Note: All mentions of aquafaba in this recipe actually came from the publisher, not Heidi. She’s probably fine with it, but we didn’t notice those edits to run them past her.
We spent so much of the winter at Heidi’s café writing this cookbook and eating the most amazing baked goods in the entire city. She was kind enough to share one of her recipes with us. So if you happen to have a friend with cows and chickens, or maybe you’re actually freegan, this is our highlighted dairy recipe.
Heidi suggests that vegans can swap Smart Balance for the butter and replace the egg with a smashed ripe banana or 3 tablespoons of aquafaba.
Makes 15–20 cookies
Takes 45 minutes
1 cups unbleached all-purpose flour
1/4 cup whole wheat pastry flour
3/4 teaspoon baking powder
1/2 teaspoon baking soda
1/2 teaspoon salt
1 1/4 cups old-fashioned rolled oats
1 cup pecans, toasted and chopped
1 cup dried sour cherries, chopped coarse
8 ounces bittersweet chocolate, chopped into small pieces or chocolate chips
3/4 cup (12 tablespoons, 1 1/2 sticks) unsalted butter, softened but still cool
1 1/2 cups packed dark brown sugar
1 extra large egg or 3 tablespoons of aquafaba
1 teaspoon vanilla extract
Preheat oven to 350°F (175°C), with racks on the top and bottom thirds. Use parchment paper to line 2 sheet pans and set aside.
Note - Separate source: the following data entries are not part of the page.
use std::{
    fmt,
    sync::{
        atomic::{AtomicBool, Ordering},
        Arc, Mutex, MutexGuard,
    },
};

use log::{debug, warn};

use crate::{
    error::UpdaterError,
    transport::{Connection, Transport},
};

/// Which connection slot a guard protects. Each phase has its own lock and its
/// own handle, so cancelling one never waits on the other.
#[derive(Clone, Copy, Debug, Eq, PartialEq)]
pub enum Phase {
    /// Version check requests
    Request,
    /// Firmware image downloads
    Download,
    /// Firmware image uploads
    Upload,
}

impl fmt::Display for Phase {
    fn fmt(&self, f: &mut fmt::Formatter<'_>) -> fmt::Result {
        f.write_str(match self {
            Self::Request => "request",
            Self::Download => "download",
            Self::Upload => "upload",
        })
    }
}

/// Holds the connection of one phase behind a mutex. The worker opens a
/// connection through [`Self::open`] and performs its blocking call on the
/// returned [`Lease`] without holding the lock, so [`Self::cancel`] can always
/// acquire the lock and interrupt the call from another thread.
pub struct ConnectionGuard<C> {
    phase: Phase,
    /// Latch shared with the owning orchestrator
    cancelled: Arc<AtomicBool>,
    slot: Mutex<Option<Arc<C>>>,
}

impl<C: Connection> ConnectionGuard<C> {
    pub fn new(phase: Phase, cancelled: Arc<AtomicBool>) -> Self {
        Self {
            phase,
            cancelled,
            slot: Mutex::new(None),
        }
    }

    fn lock(&self) -> Result<MutexGuard<'_, Option<Arc<C>>>, UpdaterError> {
        self.slot.lock()
            .map_err(|_| UpdaterError::SystemResource(format!("{} lock is poisoned", self.phase)))
    }

    /// Whether a connection is currently stored in the slot.
    pub fn is_open(&self) -> bool {
        self.slot.lock().map_or(false, |s| s.is_some())
    }

    /// Open a connection to `host` and store it in the slot. The latch is read
    /// under the lock, so a cancel request that took the lock first is never
    /// missed: the open fails with [`UpdaterError::Cancelled`] instead.
    pub fn open<T>(
        &self,
        transport: &T,
        host: &str,
        port: u16,
        secure: bool,
    ) -> Result<Lease<'_, C>, UpdaterError>
    where
        T: Transport<Connection = C>,
    {
        let mut slot = self.lock()?;

        if self.cancelled.load(Ordering::SeqCst) {
            debug!("Not opening {} connection: cancelled", self.phase);
            return Err(UpdaterError::Cancelled);
        }

        if let Some(stale) = slot.take() {
            warn!("Replacing {} connection that was never released", self.phase);
            if let Err(e) = stale.cancel() {
                warn!("Could not cancel stale {} connection: {}", self.phase, e);
            }
        }

        debug!("Opening {} connection to {}:{}", self.phase, host, port);
        let connection = Arc::new(transport.connect(host, port, secure)?);
        *slot = Some(connection.clone());

        Ok(Lease {
            guard: self,
            connection,
            released: false,
        })
    }

    /// Cancel and release the stored connection, if any. Any call in flight on
    /// it returns a cancellation error. Calling this with an empty slot, or
    /// twice, is a no-op.
    pub fn cancel(&self) -> Result<(), UpdaterError> {
        let mut slot = self.lock()?;

        if let Some(connection) = slot.take() {
            debug!("Cancelling {} connection", self.phase);
            if let Err(e) = connection.cancel() {
                warn!("Could not cancel {} connection: {}", self.phase, e);
            }
        }

        Ok(())
    }

    /// Tear down `connection` if it is still the one in the slot. A concurrent
    /// [`Self::cancel`] may already have released it.
    fn release(&self, connection: &Arc<C>) -> Result<(), UpdaterError> {
        let mut slot = self.lock()?;

        match slot.as_ref() {
            Some(current) if Arc::ptr_eq(current, connection) => {
                slot.take();
                debug!("Closing {} connection", self.phase);
                connection.cancel()?;
            }
            _ => debug!("{} connection was already released", self.phase),
        }

        Ok(())
    }
}

/// Exclusive use of the connection opened by [`ConnectionGuard::open`]. The
/// connection is closed by [`Self::close`], or on drop for error paths.
pub struct Lease<'a, C: Connection> {
    guard: &'a ConnectionGuard<C>,
    connection: Arc<C>,
    released: bool,
}

impl<C: Connection> fmt::Debug for Lease<'_, C> {
    fn fmt(&self, f: &mut fmt::Formatter<'_>) -> fmt::Result {
        f.debug_struct("Lease")
            .field("phase", &self.guard.phase)
            .field("released", &self.released)
            .finish_non_exhaustive()
    }
}

impl<C: Connection> Lease<'_, C> {
    pub fn connection(&self) -> &C {
        &self.connection
    }

    /// Close the connection, reporting teardown failures.
    pub fn close(mut self) -> Result<(), UpdaterError> {
        self.released = true;
        self.guard.release(&self.connection)
    }
}

impl<C: Connection> Drop for Lease<'_, C> {
    fn drop(&mut self) {
        if !self.released {
            if let Err(e) = self.guard.release(&self.connection) {
                warn!("Could not close {} connection: {}", self.guard.phase, e);
            }
        }
    }
}
use std::{
    fmt,
    ops::Deref,
    sync::atomic::{AtomicBool, Ordering},
};

use log::warn;

use crate::error::{CompletionCallback, RunOutcome, UpdaterError};

/// Running flag and completion callback shared by the runs of one worker.
pub(crate) struct RunState {
    running: AtomicBool,
    completion: Option<CompletionCallback>,
}

impl RunState {
    pub(crate) fn new(completion: Option<CompletionCallback>) -> Self {
        Self {
            running: AtomicBool::new(false),
            completion,
        }
    }

    pub(crate) fn is_running(&self) -> bool {
        self.running.load(Ordering::SeqCst)
    }

    /// Claim the worker for one run. Fails with [`UpdaterError::ThreadBusy`]
    /// if a run is already in progress.
    pub(crate) fn begin<S: Deref<Target = Self>>(state: S) -> Result<RunClaim<S>, UpdaterError> {
        state.running.compare_exchange(false, true, Ordering::SeqCst, Ordering::SeqCst)
            .map_err(|_| UpdaterError::ThreadBusy)?;

        Ok(RunClaim {
            state,
            finished: false,
        })
    }

    fn end(&self, outcome: &RunOutcome) {
        self.running.store(false, Ordering::SeqCst);

        if let Some(cb) = &self.completion {
            cb(outcome);
        }
    }
}

impl fmt::Debug for RunState {
    fn fmt(&self, f: &mut fmt::Formatter<'_>) -> fmt::Result {
        f.debug_struct("RunState")
            .field("running", &self.is_running())
            .finish_non_exhaustive()
    }
}

/// A claimed run. The run ends exactly once: through [`Self::finish`], or on
/// drop if the run future was aborted, in which case it counts as cancelled.
pub(crate) struct RunClaim<S: Deref<Target = RunState>> {
    state: S,
    finished: bool,
}

impl<S: Deref<Target = RunState>> RunClaim<S> {
    pub(crate) fn finish(mut self, outcome: RunOutcome) -> RunOutcome {
        self.finished = true;
        self.state.end(&outcome);
        outcome
    }
}

impl<S: Deref<Target = RunState>> fmt::Debug for RunClaim<S> {
    fn fmt(&self, f: &mut fmt::Formatter<'_>) -> fmt::Result {
        f.debug_struct("RunClaim")
            .field("state", &*self.state)
            .field("finished", &self.finished)
            .finish()
    }
}

impl<S: Deref<Target = RunState>> Drop for RunClaim<S> {
    fn drop(&mut self) {
        if !self.finished {
            warn!("Run was dropped before it finished");
            self.state.end(&RunOutcome::Cancelled);
        }
    }
}
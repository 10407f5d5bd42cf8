pub mod check;
pub mod checksum;
pub mod constants;
pub mod downloader;
pub mod error;
pub mod file;
pub mod guard;
pub mod http;
pub mod install;
pub mod manager;
pub mod plf;
pub mod product;
mod run;
pub mod store;
pub mod transfer;
pub mod transport;
pub mod uploader;
pub mod version;

#[cfg(test)]
mod mock;
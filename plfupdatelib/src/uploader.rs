use std::{
    fmt,
    fs,
    path::PathBuf,
    sync::{
        atomic::{AtomicBool, Ordering},
        Arc,
    },
};

use log::{debug, error, info, warn};
use tokio::task::JoinHandle;

use crate::{
    checksum::{Checksum, Md5Checksum},
    constants::MD5_FILE_NAME,
    error::{CompletionCallback, RunOutcome, Step, UpdaterError},
    file,
    guard::{ConnectionGuard, Phase},
    install,
    product::Product,
    run::RunState,
    store::PlfStore,
    transfer::{self, ProgressCallback},
    transport::{Endpoint, Transport},
};

/// Builder type for creating uploaders with non-default behavior.
pub struct UploaderBuilder<T: Transport> {
    root: PathBuf,
    transport: T,
    checksum: Arc<dyn Checksum>,
    product: Product,
    device: Endpoint,
    progress: Option<ProgressCallback>,
    completion: Option<CompletionCallback>,
}

impl<T: Transport> UploaderBuilder<T> {
    pub fn new(root: impl Into<PathBuf>, transport: T, product: Product, device: Endpoint) -> Self {
        Self {
            root: root.into(),
            transport,
            checksum: Arc::new(Md5Checksum),
            product,
            device,
            progress: None,
            completion: None,
        }
    }

    /// Digest sent alongside the image. Defaults to MD5.
    pub fn checksum(mut self, checksum: impl Checksum + 'static) -> Self {
        self.checksum = Arc::new(checksum);
        self
    }

    pub fn on_progress(mut self, f: impl Fn(u8) + Send + Sync + 'static) -> Self {
        self.progress = Some(Box::new(f));
        self
    }

    /// Called exactly once at the end of every run.
    pub fn on_completion(mut self, f: impl Fn(&RunOutcome) + Send + Sync + 'static) -> Self {
        self.completion = Some(Box::new(f));
        self
    }

    pub fn build(self) -> Result<Uploader<T>, UpdaterError> {
        let store = PlfStore::new(&self.root)?;

        if self.device.host.is_empty() {
            return Err(UpdaterError::BadParameter("Device host is empty".to_owned()));
        }

        let cancelled = Arc::new(AtomicBool::new(false));

        Ok(Uploader {
            store,
            transport: self.transport,
            checksum: self.checksum,
            product: self.product,
            device: self.device,
            progress: self.progress,
            run: Arc::new(RunState::new(self.completion)),
            upload: ConnectionGuard::new(Phase::Upload, cancelled.clone()),
            cancelled,
        })
    }
}

/// Pushes the locally stored image of one product to a device, followed by a
/// small file holding its MD5 so the device can check what it received.
pub struct Uploader<T: Transport> {
    store: PlfStore,
    transport: T,
    checksum: Arc<dyn Checksum>,
    product: Product,
    device: Endpoint,
    progress: Option<ProgressCallback>,
    run: Arc<RunState>,
    cancelled: Arc<AtomicBool>,
    upload: ConnectionGuard<T::Connection>,
}

impl<T: Transport> fmt::Debug for Uploader<T> {
    fn fmt(&self, f: &mut fmt::Formatter<'_>) -> fmt::Result {
        f.debug_struct("Uploader")
            .field("product", &self.product)
            .field("device", &self.device)
            .field("run", &self.run)
            .field("cancelled", &self.is_cancelled())
            .finish_non_exhaustive()
    }
}

impl<T: Transport> Uploader<T> {
    pub fn product(&self) -> Product {
        self.product
    }

    pub fn is_running(&self) -> bool {
        self.run.is_running()
    }

    pub fn is_cancelled(&self) -> bool {
        self.cancelled.load(Ordering::SeqCst)
    }

    /// Run in a background task. Fails with [`UpdaterError::ThreadBusy`] if a
    /// run is already in progress.
    pub fn start(self: &Arc<Self>) -> Result<JoinHandle<RunOutcome>, UpdaterError> {
        let claim = RunState::begin(self.run.clone())?;

        let this = self.clone();
        Ok(tokio::spawn(async move { claim.finish(this.run_logged().await) }))
    }

    pub async fn run(&self) -> Result<RunOutcome, UpdaterError> {
        let claim = RunState::begin(&*self.run)?;

        Ok(claim.finish(self.run_logged().await))
    }

    /// Stop the run, interrupting the upload in flight. Safe to call at any
    /// time, any number of times.
    pub fn cancel(&self) -> Result<(), UpdaterError> {
        if !self.cancelled.swap(true, Ordering::SeqCst) {
            info!("Cancelling upload");
        }

        self.upload.cancel()
    }

    async fn run_logged(&self) -> RunOutcome {
        let outcome = RunOutcome::from(self.upload_product().await);

        match &outcome {
            RunOutcome::Completed => info!("[{}] Upload completed", self.product),
            RunOutcome::Cancelled => info!("[{}] Upload cancelled", self.product),
            RunOutcome::Failed(e) => error!("[{}] Upload failed: {}", self.product, e),
        }

        outcome
    }

    fn report_progress(&self, percent: u8) {
        if let Some(cb) = &self.progress {
            cb(percent);
        }
    }

    fn check_cancelled(&self) -> Result<(), UpdaterError> {
        if self.is_cancelled() {
            Err(UpdaterError::Cancelled)
        } else {
            Ok(())
        }
    }

    async fn upload_product(&self) -> Result<(), UpdaterError> {
        let product = self.product;
        self.check_cancelled()?;

        let installed = self.store.installed(product)
            .and_then(|i| i.ok_or_else(|| UpdaterError::PlfFileNotFound(self.store.product_dir(product))));
        let (path, version) = Step::Resolve.report(product, installed)?;
        let name = path.file_name()
            .and_then(|n| n.to_str())
            .ok_or_else(|| UpdaterError::PlfFileNotFound(path.clone()))?
            .to_owned();

        info!("[{}] Uploading version {} to {}", product, version, self.device);

        let digest = install::compute_checksum(self.checksum.clone(), &path).await;
        let digest = Step::Upload.report(product, digest)?;
        debug!("[{}] Checksum of {:?}: {}", product, path, digest);

        let progress = |p| self.report_progress(p);
        let result = transfer::upload(&self.upload, &self.transport, &self.device, &path, &name, &progress).await;
        Step::Upload.report(product, result)?;

        Step::Upload.report(product, self.check_cancelled())?;

        let digest_path = path.with_file_name(MD5_FILE_NAME);
        Step::Upload.report(product, fs::write(&digest_path, &digest).map_err(UpdaterError::from))?;

        let result = transfer::upload(&self.upload, &self.transport, &self.device, &digest_path, MD5_FILE_NAME, &|_| {}).await;

        if let Err(e) = file::delete_if_exists(&digest_path) {
            warn!("[{}] Could not delete {:?}: {}", product, digest_path, e);
        }

        Step::Upload.report(product, result)?;

        Ok(())
    }
}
Pour dry ingredients into a bowl.
In another bowl combine the oats, pecans, dried cherries and chocolate.
In the mixer cream together the butter and sugar on medium speed until light and fluffy, scraping down the sides of the bowl as needed. Slowly add the egg and beat until incorporated.
Gently sift, or with the mixer down to low, add the flour mixture to the bowl. Stir until just combined.
Finally incorporate the oats, nuts, fruit and chocolate with wooden spoon.
Use a 1/3 cup scoop, then press to 3/4 inch.
Bake the cookies, two trays at a time, for 12 minutes. Rotate at 6 mins. Cook until the cookies are uniformly golden, but still wet in the middle. They should appear slightly undercooked.
Remove from the oven and cool on the speed rack.